Langer and coauthors concluded in a 25 year comparative retrospective study that most
important prognostic factor was Experience and skill of Surgeon
Knowledge of prosthetic materials, skill for techniques and when to involve plastic
surgeons is key.
15. Further discussion
The SSI rate was higher in Underlay group and this was an unexpected outome
perhaps because of following 2 reasons:
1. In Overlay approach, Drains are widely placed above the mesh and help prevent
infection
2. Bacterial proliferation is higher in Underlay group
HADM has higher tensile strength and faster tissue ingrowth in Rabbit models (
Ngo and Colleagues)
Lowest SSI rate seen in HADM Overlay group which might be due to Faster tissue
ingrowth as in animal models, as well as due to Drain protection.
Further research is needed to better understand the findings of better Physical
outcome in Overlay group .
16. Conclusions
First prospective Randomized trial evaluating the Mesh type(biological)
and Surgical Technique of Component separation
No Significant difference in Recurrence Rates at 1 year between 4 groups.
Overlay group had Advantages of Lower Surgical Site infection and
Improved Physical functioning over 1 year study period.
As expected, Overlay group did have higher Seroma Rate.
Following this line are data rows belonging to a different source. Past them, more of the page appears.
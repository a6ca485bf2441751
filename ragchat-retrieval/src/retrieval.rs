//! Retrieval: query → embed → top-K search → threshold.

use std::sync::Arc;

use tracing::{error, info, instrument};

use crate::config::RagConfig;
use crate::document::ScoredDocument;
use crate::embedding::{Embedder, EmbeddingProvider};
use crate::error::{RagError, Result};
use crate::resilience::with_timeout;
use crate::vectorstore::VectorStore;

/// Finds the stored documents most similar to a query.
///
/// The two steps are also exposed separately ([`embed_query`](Self::embed_query)
/// and [`search`](Self::search)) so callers can report progress between them.
///
/// # Example
///
/// ```rust,ignore
/// let pipeline = RetrievalPipeline::builder()
///     .embedding_provider(provider)
///     .vector_store(store)
///     .build()?;
///
/// for hit in pipeline.retrieve_default("How did Zomato shares do?").await? {
///     println!("{:.3} {}", hit.similarity, hit.document.text);
/// }
/// ```
pub struct RetrievalPipeline {
    config: RagConfig,
    embedder: Embedder,
    store: Arc<dyn VectorStore>,
}

impl RetrievalPipeline {
    /// Create a new [`RetrievalPipelineBuilder`].
    pub fn builder() -> RetrievalPipelineBuilder {
        RetrievalPipelineBuilder::default()
    }

    /// Return a reference to the pipeline configuration.
    pub fn config(&self) -> &RagConfig {
        &self.config
    }

    /// Return a reference to the vector store.
    pub fn vector_store(&self) -> &Arc<dyn VectorStore> {
        &self.store
    }

    /// Embed `query`, retrying transient provider failures.
    ///
    /// # Errors
    ///
    /// [`RagError::Validation`] for a blank query, otherwise
    /// [`RagError::EmbeddingUnavailable`] once retries are exhausted.
    #[instrument(name = "retrieval.embed_query", skip_all, fields(query.len = query.len()))]
    pub async fn embed_query(&self, query: &str) -> Result<Vec<f32>> {
        self.config.retry.run("embed_query", || self.embedder.embed(query)).await.map_err(|e| {
            error!(error = %e, "embedding failed during query");
            e
        })
    }

    /// Query the store with an already embedded query.
    ///
    /// An empty result is not an error.
    #[instrument(
        name = "retrieval.search",
        skip(self, vector),
        fields(backend = self.store.backend())
    )]
    pub async fn search(
        &self,
        vector: &[f32],
        top_k: usize,
        threshold: f32,
    ) -> Result<Vec<ScoredDocument>> {
        let timeout = self.config.request_timeout;
        let backend = self.store.backend();
        self.config
            .retry
            .run("query", || {
                with_timeout(timeout, self.store.query(vector, top_k, threshold), move || {
                    RagError::store(backend, format!("no response within {timeout:?}"))
                })
            })
            .await
            .map_err(|e| {
                error!(
                    backend,
                    namespace = %self.store.namespace(),
                    error = %e,
                    "vector search failed"
                );
                e
            })
    }

    /// Embed `query` and return up to `top_k` documents with
    /// `similarity >= threshold`, most similar first.
    pub async fn retrieve(
        &self,
        query: &str,
        top_k: usize,
        threshold: f32,
    ) -> Result<Vec<ScoredDocument>> {
        let vector = self.embed_query(query).await?;
        let results = self.search(&vector, top_k, threshold).await?;

        info!(
            result_count = results.len(),
            top_similarity = results.first().map(|r| r.similarity),
            "retrieval completed"
        );
        Ok(results)
    }

    /// [`retrieve`](Self::retrieve) with the configured `top_k` and threshold.
    pub async fn retrieve_default(&self, query: &str) -> Result<Vec<ScoredDocument>> {
        self.retrieve(query, self.config.top_k, self.config.similarity_threshold).await
    }
}

/// Builder for constructing a [`RetrievalPipeline`].
#[derive(Default)]
pub struct RetrievalPipelineBuilder {
    config: Option<RagConfig>,
    embedding_provider: Option<Arc<dyn EmbeddingProvider>>,
    vector_store: Option<Arc<dyn VectorStore>>,
}

impl RetrievalPipelineBuilder {
    /// Set the pipeline configuration.
    pub fn config(mut self, config: RagConfig) -> Self {
        self.config = Some(config);
        self
    }

    /// Set the embedding provider.
    pub fn embedding_provider(mut self, provider: Arc<dyn EmbeddingProvider>) -> Self {
        self.embedding_provider = Some(provider);
        self
    }

    /// Set the vector store backend.
    pub fn vector_store(mut self, store: Arc<dyn VectorStore>) -> Self {
        self.vector_store = Some(store);
        self
    }

    /// Build the [`RetrievalPipeline`].
    ///
    /// # Errors
    ///
    /// Returns [`RagError::Config`] if the embedding provider or vector store
    /// is missing.
    pub fn build(self) -> Result<RetrievalPipeline> {
        let config = self.config.unwrap_or_default();
        let provider = self
            .embedding_provider
            .ok_or_else(|| RagError::Config("embedding_provider is required".to_string()))?;
        let store = self
            .vector_store
            .ok_or_else(|| RagError::Config("vector_store is required".to_string()))?;

        Ok(RetrievalPipeline {
            embedder: Embedder::new(provider, config.request_timeout),
            config,
            store,
        })
    }
}
//! Error types for the `ragchat-session` crate.

use ragchat_model::ModelError;
use ragchat_retrieval::RagError;
use thiserror::Error;

/// Errors that end a chat request.
///
/// Every variant leaves the session idle and its history untouched.
#[derive(Debug, Error)]
pub enum SessionError {
    /// The request was missing a required input, such as the user message.
    #[error("Validation error: {0}")]
    Validation(String),

    /// Another request is still in flight on this session.
    #[error("Session {session_id} is busy with another request")]
    Busy {
        /// The session that rejected the request.
        session_id: String,
    },

    /// Embedding the query or searching the index failed.
    #[error(transparent)]
    Retrieval(#[from] RagError),

    /// The generation provider failed or timed out.
    #[error(transparent)]
    Generation(#[from] ModelError),

    /// The conversation state and the generation provider disagree on whether
    /// history is kept locally or in a remote thread.
    #[error("Session {session_id} cannot switch between local history and a remote thread")]
    ModeMismatch {
        /// The session whose state did not match.
        session_id: String,
    },
}

impl SessionError {
    /// Stable, cause-free name of the error category.
    pub fn kind(&self) -> &'static str {
        match self {
            Self::Validation(_) => "validation_error",
            Self::Busy { .. } => "session_busy",
            Self::Retrieval(e) => e.kind(),
            Self::Generation(e) => e.kind(),
            Self::ModeMismatch { .. } => "mode_mismatch",
        }
    }
}

/// A convenience result type for session operations.
pub type Result<T> = std::result::Result<T, SessionError>;

#[cfg(test)]
mod tests {
    use super::*;

    #[test]
    fn wrapped_errors_report_their_own_kind() {
        let err: SessionError = RagError::Validation("empty".into()).into();
        assert_eq!(err.kind(), "validation_error");
        let err: SessionError = ModelError::unavailable("mock", "down").into();
        assert_eq!(err.kind(), "generation_unavailable");
        assert_eq!(SessionError::Busy { session_id: "s".into() }.kind(), "session_busy");
    }
}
Further research is needed to better understand the nature of these
differences.
17. Strengths And Weakness
Strengths
Well controlled & well analyzed
Randomized prospective
Good follow up %
Different results as compared to usual
data in literature
Helpful in understanding the patient
selection
Weakness
Drains data lacking
Size of hernia defect . width x height
VS height x width
Small sample size
Short follow up timeframe
Why not synthetic mesh
Nicotine levels check preop
No definition of Recurrence and not
all patient got CT confirmation
18. Take Home Message
Complicated ventral hernia repairs should be individualized , keeping in-line with
current standard guidelines available.
Technique of mesh placement is largely dependent upon Patient selection and
Surgeons preference and skill.
Mesh type is still an ongoing dilemma , Synthetic vs biological.
Drain placement is a 2 edged sword! But we Surgeons prefer putting it.
Long Follow up is vital for determining Recurrence.
Pre-op Smoking cessation And Weight loss are significantly helpful.